EXERCISE OBJECTIVE: The answer must consist of each line below that contains the word "filter", copied in full.

*** Opening MATERIAL PROVIDED ***

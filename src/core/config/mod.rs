pub mod data;
pub mod io;
pub mod printing;
pub mod resolve;

#[cfg(test)]
mod tests;

pub use data::Config;
pub use io::ConfigError;
pub use resolve::{Settings, SettingsOverrides};
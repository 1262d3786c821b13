use super::usage_status;
use crate::commands::registry::CommandInvocation;
use crate::commands::{all_commands, CommandResult};
use crate::core::app::App;

const KEY_HELP: &[(&str, &str)] = &[
    ("Enter", "Send the message"),
    ("Alt+Enter", "Insert a newline"),
    ("Up/Down, PgUp/PgDn", "Scroll the conversation"),
    ("Home/End", "Jump to the top or bottom of the conversation"),
    ("Ctrl+L", "Clear the input"),
    ("Esc", "Quit when the input is empty"),
    ("Ctrl+C", "Quit"),
];

pub(crate) fn help_text() -> String {
    let mut help = String::from("Commands:\n");
    for command in all_commands() {
        help.push_str(&format!("  {:<18} {}\n", command.usage, command.help));
    }
    help.push_str("\nKeys:\n");
    for (keys, action) in KEY_HELP {
        help.push_str(&format!("  {keys:<18} {action}\n"));
    }
    help.trim_end().to_string()
}

pub(crate) fn handle_help(app: &mut App, _invocation: CommandInvocation<'_>) -> CommandResult {
    app.add_info(help_text());
    app.scroll_to_bottom();
    CommandResult::Continue
}

pub(crate) fn handle_clear(app: &mut App, invocation: CommandInvocation<'_>) -> CommandResult {
    if invocation.args_len() > 0 {
        return usage_status(app, "Usage: /clear");
    }
    app.clear_conversation();
    app.conversation.set_status("Started a new conversation");
    CommandResult::Continue
}

pub(crate) fn handle_markdown(app: &mut App, invocation: CommandInvocation<'_>) -> CommandResult {
    let enabled = match invocation.arg(0).map(str::to_ascii_lowercase).as_deref() {
        None => !app.markdown,
        Some("on") => true,
        Some("off") => false,
        Some(_) => return usage_status(app, "Usage: /markdown [on|off]"),
    };
    app.set_markdown(enabled);
    app.conversation.set_status(if enabled {
        "Markdown rendering enabled"
    } else {
        "Markdown rendering disabled"
    });
    CommandResult::Continue
}

pub(crate) fn handle_quit(_app: &mut App, _invocation: CommandInvocation<'_>) -> CommandResult {
    CommandResult::Quit
}
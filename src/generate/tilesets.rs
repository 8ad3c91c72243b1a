//! Dungeon tileset generator
//!
//! dungeon.png: an 8x3 grid of 32x32 tiles, each labeled with its 1-based id.

use super::save_png;
use crate::config::GeneratorConfig;
use crate::constants::*;
use crate::draw::{Bounds, LabelFont, LabelStyle, compose_grid, draw_centered_label, draw_rectangle};
use crate::error::AssetResult;
use crate::palettes::{tile_color, tile_kind, tile_name};
use image::RgbaImage;
use log::debug;
use std::path::PathBuf;

const TILE_LABEL: LabelStyle = LabelStyle::plain(TILE_LABEL_SIZE, WHITE);

pub fn tile(font: &LabelFont, id: u32) -> RgbaImage {
    debug!("Tile {}: {} ({:?})", id, tile_name(id), tile_kind(id));
    let size = TILE_SIZE;
    let mut canvas = RgbaImage::new(size, size);
    draw_rectangle(
        &mut canvas,
        Bounds::new(1, 1, size as i32 - 2, size as i32 - 2),
        tile_color(id),
        Some(TILE_BORDER_COLOR),
        TILE_BORDER_WIDTH,
    );
    let label = id.to_string();
    draw_centered_label(&mut canvas, font, &TILE_LABEL, &label, Bounds::of_canvas(size, size));
    canvas
}

pub fn dungeon(font: &LabelFont) -> RgbaImage {
    let tiles: Vec<RgbaImage> = (1..=TILESET_COLS * TILESET_ROWS)
        .map(|id| tile(font, id))
        .collect();
    compose_grid(&tiles, TILESET_COLS, TILE_SIZE)
}

pub fn run(config: &GeneratorConfig) -> AssetResult<Vec<PathBuf>> {
    let font = LabelFont::load(&config.font_paths);
    let path = save_png(&dungeon(&font), &config.tilesets_dir().join("dungeon.png"))?;
    Ok(vec![path])
}
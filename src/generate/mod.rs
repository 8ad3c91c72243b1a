//! Asset generation modules
//!
//! Unified interface for generating placeholder art:
//! - Actor sprites (player, NPCs, items)
//! - Parallax background layers
//! - Player animation sprite sheets
//! - Dungeon tileset
//! - UI widgets
//!
//! Builders are independent. A failing builder is reported and the rest still
//! run.

pub mod actors;
pub mod animations;
pub mod backgrounds;
pub mod tilesets;
pub mod ui;

use crate::config::GeneratorConfig;
use crate::error::{AssetError, AssetResult};
use clap::ValueEnum;
use image::{DynamicImage, RgbaImage};
use log::{error, info};
use std::fs;
use std::path::{Path, PathBuf};

type BuildFn = fn(&GeneratorConfig) -> AssetResult<Vec<PathBuf>>;

/// Which builders to run
#[derive(Debug, Clone, Copy, PartialEq, Eq, Default, ValueEnum)]
pub enum AssetGroup {
    #[default]
    All,
    Actors,
    Backgrounds,
    Player,
    Tilesets,
    Ui,
}

const BUILDERS: [(AssetGroup, &str, BuildFn); 5] = [
    (AssetGroup::Actors, "actor sprites", actors::run),
    (AssetGroup::Backgrounds, "backgrounds", backgrounds::run),
    (AssetGroup::Player, "player animations", animations::run),
    (AssetGroup::Tilesets, "tilesets", tilesets::run),
    (AssetGroup::Ui, "UI elements", ui::run),
];

/// Outcome of a generation run
#[derive(Debug, Default)]
pub struct GenerationReport {
    pub created: Vec<PathBuf>,
    pub failures: Vec<(&'static str, AssetError)>,
}

impl GenerationReport {
    pub fn is_success(&self) -> bool {
        self.failures.is_empty()
    }
}

/// Run every builder in `group`, in a fixed order
pub fn run(config: &GeneratorConfig, group: AssetGroup) -> GenerationReport {
    let mut report = GenerationReport::default();

    for (builder_group, name, build) in BUILDERS {
        if group != AssetGroup::All && group != builder_group {
            continue;
        }
        info!("Generating {}...", name);
        match build(config) {
            Ok(paths) => {
                info!("Generated {} file(s) for {}", paths.len(), name);
                report.created.extend(paths);
            }
            Err(e) => {
                error!("Failed to generate {}: {}", name, e);
                report.failures.push((name, e));
            }
        }
    }

    report
}

fn ensure_parent(path: &Path) -> AssetResult<()> {
    if let Some(parent) = path.parent() {
        fs::create_dir_all(parent).map_err(|source| AssetError::Io {
            path: parent.to_path_buf(),
            source,
        })?;
    }
    Ok(())
}

/// Save as RGBA PNG, creating parent directories
pub fn save_png(image: &RgbaImage, path: &Path) -> AssetResult<PathBuf> {
    ensure_parent(path)?;
    image.save(path).map_err(|source| AssetError::Save {
        path: path.to_path_buf(),
        source,
    })?;
    info!("  Created: {}", path.display());
    Ok(path.to_path_buf())
}

/// Save an opaque canvas as RGB PNG
pub fn save_opaque_png(image: RgbaImage, path: &Path) -> AssetResult<PathBuf> {
    ensure_parent(path)?;
    DynamicImage::ImageRgba8(image)
        .into_rgb8()
        .save(path)
        .map_err(|source| AssetError::Save {
            path: path.to_path_buf(),
            source,
        })?;
    info!("  Created: {}", path.display());
    Ok(path.to_path_buf())
}
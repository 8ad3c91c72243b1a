//! UI widget generator
//!
//! button.png (128x32) and panel.png (200x150), both rounded rectangles.

use super::save_png;
use crate::config::GeneratorConfig;
use crate::constants::*;
use crate::draw::{
    Bounds, LabelFont, LabelStyle, draw_centered_label, draw_label, draw_rounded_rectangle,
};
use crate::error::AssetResult;
use image::RgbaImage;
use std::path::PathBuf;

const BUTTON_LABEL_STYLE: LabelStyle = LabelStyle::plain(BUTTON_LABEL_SIZE, WHITE);
const PANEL_TITLE_STYLE: LabelStyle = LabelStyle::plain(PANEL_TITLE_SIZE, WHITE);
const PANEL_BODY_STYLE: LabelStyle = LabelStyle::plain(PANEL_BODY_SIZE, PANEL_BODY_COLOR);

pub fn button(font: &LabelFont) -> RgbaImage {
    let (width, height) = BUTTON_SIZE;
    let mut canvas = RgbaImage::new(width, height);
    draw_rounded_rectangle(
        &mut canvas,
        Bounds::new(2, 2, width as i32 - 3, height as i32 - 3),
        BUTTON_RADIUS,
        BUTTON_FILL,
        Some(WHITE),
        BUTTON_BORDER_WIDTH,
    );
    draw_centered_label(
        &mut canvas,
        font,
        &BUTTON_LABEL_STYLE,
        BUTTON_LABEL,
        Bounds::of_canvas(width, height),
    );
    canvas
}

pub fn panel(font: &LabelFont) -> RgbaImage {
    let (width, height) = PANEL_SIZE;
    let (w, h) = (width as i32, height as i32);
    let mut canvas = RgbaImage::new(width, height);

    draw_rounded_rectangle(
        &mut canvas,
        Bounds::new(5, 5, w - 6, h - 6),
        PANEL_RADIUS,
        PANEL_FILL,
        Some(PANEL_OUTLINE),
        PANEL_BORDER_WIDTH,
    );
    // Title bar
    draw_rounded_rectangle(
        &mut canvas,
        Bounds::new(8, 8, w - 9, 35),
        PANEL_TITLE_RADIUS,
        PANEL_TITLE_FILL,
        None,
        0,
    );

    draw_label(&mut canvas, font, &PANEL_TITLE_STYLE, PANEL_TITLE, PANEL_TITLE_POS);
    for (line, y) in PANEL_BODY_LINES {
        draw_label(&mut canvas, font, &PANEL_BODY_STYLE, line, (PANEL_BODY_X, y));
    }
    canvas
}

pub fn run(config: &GeneratorConfig) -> AssetResult<Vec<PathBuf>> {
    let font = LabelFont::load(&config.font_paths);
    let dir = config.ui_dir();

    Ok(vec![
        save_png(&button(&font), &dir.join("button.png"))?,
        save_png(&panel(&font), &dir.join("panel.png"))?,
    ])
}
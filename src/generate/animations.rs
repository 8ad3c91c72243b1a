//! Player animation sprite sheets
//!
//! idle.png (4 frames), walk.png (8 frames), jump.png (2 frames), each frame
//! 32x32 and laid out left to right.

use super::save_png;
use crate::config::GeneratorConfig;
use crate::constants::*;
use crate::draw::{
    Bounds, LabelFont, LabelStyle, compose_strip, draw_centered_label, draw_rectangle,
};
use crate::error::AssetResult;
use crate::palettes::Animation;
use image::{Rgba, RgbaImage};
use std::path::PathBuf;

const FRAME_LABEL: LabelStyle = LabelStyle::plain(ANIMATION_LABEL_SIZE, WHITE);

pub fn frame(font: &LabelFont, color: Rgba<u8>, label: &str) -> RgbaImage {
    let size = ANIMATION_FRAME_SIZE;
    let mut canvas = RgbaImage::new(size, size);
    draw_rectangle(
        &mut canvas,
        Bounds::new(2, 2, size as i32 - 3, size as i32 - 3),
        color,
        Some(WHITE),
        ANIMATION_BORDER_WIDTH,
    );
    draw_centered_label(&mut canvas, font, &FRAME_LABEL, label, Bounds::of_canvas(size, size));
    canvas
}

pub fn sheet(font: &LabelFont, animation: Animation) -> RgbaImage {
    let frames: Vec<RgbaImage> = (0..animation.frame_count())
        .map(|i| frame(font, animation.frame_color(i), &animation.frame_label(i)))
        .collect();
    compose_strip(&frames).unwrap_or_else(|| RgbaImage::new(0, ANIMATION_FRAME_SIZE))
}

pub fn run(config: &GeneratorConfig) -> AssetResult<Vec<PathBuf>> {
    let font = LabelFont::load(&config.font_paths);
    let dir = config.player_sprites_dir();

    Animation::ALL
        .iter()
        .map(|&animation| save_png(&sheet(&font, animation), &dir.join(animation.file_name())))
        .collect()
}
//! Placeholder art generator for a 2D game prototype
//!
//! Draws labeled rectangles, gradients, polygons, and rounded rectangles into
//! PNG sprites, sprite sheets, tilesets, backgrounds, and UI widgets.

pub mod config;
pub mod constants;
pub mod data;
pub mod draw;
pub mod error;
pub mod generate;
pub mod palettes;

pub use config::GeneratorConfig;
pub use error::{AssetError, AssetResult};
pub use generate::{AssetGroup, GenerationReport};
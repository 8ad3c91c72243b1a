//! Asset descriptor tables
//!
//! Static key -> color tables for actors, tiles, and animation frames. Every
//! lookup is total: unknown keys resolve to a documented default color.

pub mod actors;
pub mod animations;
pub mod tiles;

use image::Rgba;

pub use actors::{
    DEFAULT_ITEM_COLOR, DEFAULT_NPC_COLOR, ITEM_COLORS, NPC_COLORS, PLAYER_COLOR, item_color,
    npc_color,
};
pub use animations::Animation;
pub use tiles::{MISSING_TILE_COLOR, TILE_COUNT, TileKind, tile_color, tile_kind, tile_name};

/// Resolved styling for one generated sprite
#[derive(Debug, Clone, PartialEq, Eq)]
pub struct AssetDescriptor {
    /// Semantic key, also the output file stem
    pub key: String,
    pub color: Rgba<u8>,
    pub label: String,
}

impl AssetDescriptor {
    pub fn new(key: impl Into<String>, color: Rgba<u8>, label: impl Into<String>) -> Self {
        Self {
            key: key.into(),
            color,
            label: label.into(),
        }
    }
}

/// First `chars` characters of `name`, uppercased
pub fn short_label(name: &str, chars: usize) -> String {
    name.chars().take(chars).collect::<String>().to_uppercase()
}
//! Dungeon tileset colors
//!
//! Tile ids are 1-based and row-major across an 8x3 grid. Tile maps reference
//! these ids directly, so the order here must not change.

use image::Rgba;

pub const TILE_COUNT: u32 = 24;

/// Color used for ids outside 1..=TILE_COUNT
pub const MISSING_TILE_COLOR: Rgba<u8> = Rgba([255, 0, 255, 255]);

#[derive(Debug, Clone, Copy, PartialEq, Eq)]
pub enum TileKind {
    Floor,
    Wall,
    Special,
}

struct TileDef {
    name: &'static str,
    color: Rgba<u8>,
}

const fn tile(name: &'static str, r: u8, g: u8, b: u8) -> TileDef {
    TileDef {
        name,
        color: Rgba([r, g, b, 255]),
    }
}

const TILES: [TileDef; TILE_COUNT as usize] = [
    // Row 1: floors
    tile("Stone floor", 100, 100, 100),
    tile("Dirt floor", 120, 90, 70),
    tile("Blue tile", 80, 80, 120),
    tile("Yellow tile", 120, 120, 80),
    tile("Stone variant", 100, 100, 100),
    tile("Dirt variant", 120, 90, 70),
    tile("Blue variant", 80, 80, 120),
    tile("Yellow variant", 120, 120, 80),
    // Row 2: walls
    tile("Dark stone", 70, 70, 70),
    tile("Dark brick", 60, 50, 40),
    tile("Red brick", 80, 60, 60),
    tile("Green brick", 60, 80, 60),
    tile("Stone wall variant", 70, 70, 70),
    tile("Brick variant", 60, 50, 40),
    tile("Red variant", 80, 60, 60),
    tile("Green variant", 60, 80, 60),
    // Row 3: special
    tile("Gold", 150, 150, 0),
    tile("Danger", 200, 50, 50),
    tile("Safe", 50, 200, 50),
    tile("Water", 50, 50, 200),
    tile("Wood", 150, 100, 50),
    tile("Magic", 100, 50, 100),
    tile("Ice", 200, 200, 200),
    tile("Lava", 255, 140, 0),
];

fn lookup(id: u32) -> Option<&'static TileDef> {
    id.checked_sub(1).and_then(|i| TILES.get(i as usize))
}

pub fn tile_color(id: u32) -> Rgba<u8> {
    lookup(id).map(|t| t.color).unwrap_or(MISSING_TILE_COLOR)
}

pub fn tile_name(id: u32) -> &'static str {
    lookup(id).map(|t| t.name).unwrap_or("Missing")
}

/// Theme of the tileset row holding `id`
pub fn tile_kind(id: u32) -> Option<TileKind> {
    lookup(id)?;
    Some(match (id - 1) / 8 {
        0 => TileKind::Floor,
        1 => TileKind::Wall,
        _ => TileKind::Special,
    })
}
//! Actor sprite generator
//!
//! One labeled rectangle per actor: the player, every NPC in npcs.json, and
//! every item in items.json. Missing or unreadable data files skip that part.

use super::save_png;
use crate::config::GeneratorConfig;
use crate::constants::*;
use crate::data::{self, ItemEntry, NpcEntry, is_plain_file_stem};
use crate::draw::{Bounds, LabelFont, LabelStyle, draw_centered_label, draw_rectangle};
use crate::error::AssetResult;
use crate::palettes::{AssetDescriptor, PLAYER_COLOR, item_color, npc_color, short_label};
use image::RgbaImage;
use log::{info, warn};
use std::path::PathBuf;

const ACTOR_LABEL: LabelStyle = LabelStyle::shadowed(ACTOR_LABEL_SIZE, WHITE, LABEL_SHADOW);

/// Colored rectangle with a black border and a centered, shadowed label
pub fn actor_sprite(
    font: &LabelFont,
    (width, height): (u32, u32),
    descriptor: &AssetDescriptor,
) -> RgbaImage {
    let mut canvas = RgbaImage::new(width, height);
    draw_rectangle(
        &mut canvas,
        Bounds::new(1, 1, width as i32 - 2, height as i32 - 2),
        descriptor.color,
        Some(BLACK),
        ACTOR_BORDER_WIDTH,
    );
    draw_centered_label(
        &mut canvas,
        font,
        &ACTOR_LABEL,
        &descriptor.label,
        Bounds::of_canvas(width, height),
    );
    canvas
}

pub fn player_descriptor() -> AssetDescriptor {
    AssetDescriptor::new("player", PLAYER_COLOR, PLAYER_LABEL)
}

pub fn npc_descriptor(npc: &NpcEntry) -> AssetDescriptor {
    AssetDescriptor::new(
        npc.sprite.as_str(),
        npc_color(&npc.sprite),
        short_label(&npc.name, NPC_LABEL_CHARS),
    )
}

pub fn item_descriptor(item: &ItemEntry) -> AssetDescriptor {
    AssetDescriptor::new(
        item.id.as_str(),
        item_color(&item.id),
        short_label(&item.id, ITEM_LABEL_CHARS),
    )
}

/// Entries with an empty key are dropped; keys that can't be a file name are
/// dropped with a warning
fn usable_key(key: &str, kind: &str) -> bool {
    if key.is_empty() {
        return false;
    }
    if !is_plain_file_stem(key) {
        warn!("Skipping {} '{}': not a plain file name", kind, key);
        return false;
    }
    true
}

pub fn npc_descriptors(npcs: &[NpcEntry]) -> Vec<AssetDescriptor> {
    npcs.iter()
        .filter(|npc| usable_key(&npc.sprite, "NPC sprite"))
        .map(npc_descriptor)
        .collect()
}

pub fn item_descriptors(items: &[ItemEntry]) -> Vec<AssetDescriptor> {
    items
        .iter()
        .filter(|item| usable_key(&item.id, "item id"))
        .map(item_descriptor)
        .collect()
}

pub fn run(config: &GeneratorConfig) -> AssetResult<Vec<PathBuf>> {
    let font = LabelFont::load(&config.font_paths);
    let sprites_dir = config.sprites_dir();
    let data_dir = config.data_dir();
    let mut created = Vec::new();

    let player = player_descriptor();
    let sprite = actor_sprite(&font, CHARACTER_SPRITE_SIZE, &player);
    created.push(save_png(&sprite, &sprites_dir.join("player.png"))?);

    match data::load_npcs(&data_dir.join(data::NPCS_FILE)) {
        Ok(npcs) => {
            info!("Generating sprites for {} NPCs", npcs.len());
            for descriptor in npc_descriptors(&npcs) {
                let sprite = actor_sprite(&font, CHARACTER_SPRITE_SIZE, &descriptor);
                let path = sprites_dir.join(format!("{}.png", descriptor.key));
                created.push(save_png(&sprite, &path)?);
            }
        }
        Err(e) => warn!("{}; skipping NPC sprites", e),
    }

    match data::load_items(&data_dir.join(data::ITEMS_FILE)) {
        Ok(items) => {
            info!("Generating sprites for {} items", items.len());
            for descriptor in item_descriptors(&items) {
                let sprite = actor_sprite(&font, ITEM_SPRITE_SIZE, &descriptor);
                let path = sprites_dir.join(format!("{}.png", descriptor.key));
                created.push(save_png(&sprite, &path)?);
            }
        }
        Err(e) => warn!("{}; skipping item sprites", e),
    }

    Ok(created)
}
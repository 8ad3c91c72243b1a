//! Error kinds raised while loading inputs and writing assets

use std::path::PathBuf;
use thiserror::Error;

#[derive(Debug, Error)]
pub enum AssetError {
    /// Optional input file is absent; the dependent step is skipped
    #[error("input file not found: {}", path.display())]
    MissingInput { path: PathBuf },

    /// Input file exists but could not be read or parsed
    #[error("failed to parse {}: {source}", path.display())]
    InvalidInput {
        path: PathBuf,
        #[source]
        source: serde_json::Error,
    },

    /// No configured font could be loaded
    #[error("no usable font among {tried} candidate(s)")]
    FontUnavailable { tried: usize },

    #[error("failed to save {}: {source}", path.display())]
    Save {
        path: PathBuf,
        #[source]
        source: image::ImageError,
    },

    #[error("i/o error at {}: {source}", path.display())]
    Io {
        path: PathBuf,
        #[source]
        source: std::io::Error,
    },
}

pub type AssetResult<T> = Result<T, AssetError>;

*** Closing MATERIAL PROVIDED ***

WORKED SOLUTION:
        .filter(|npc| usable_key(&npc.sprite, "NPC sprite"))
        .filter(|item| usable_key(&item.id, "item id"))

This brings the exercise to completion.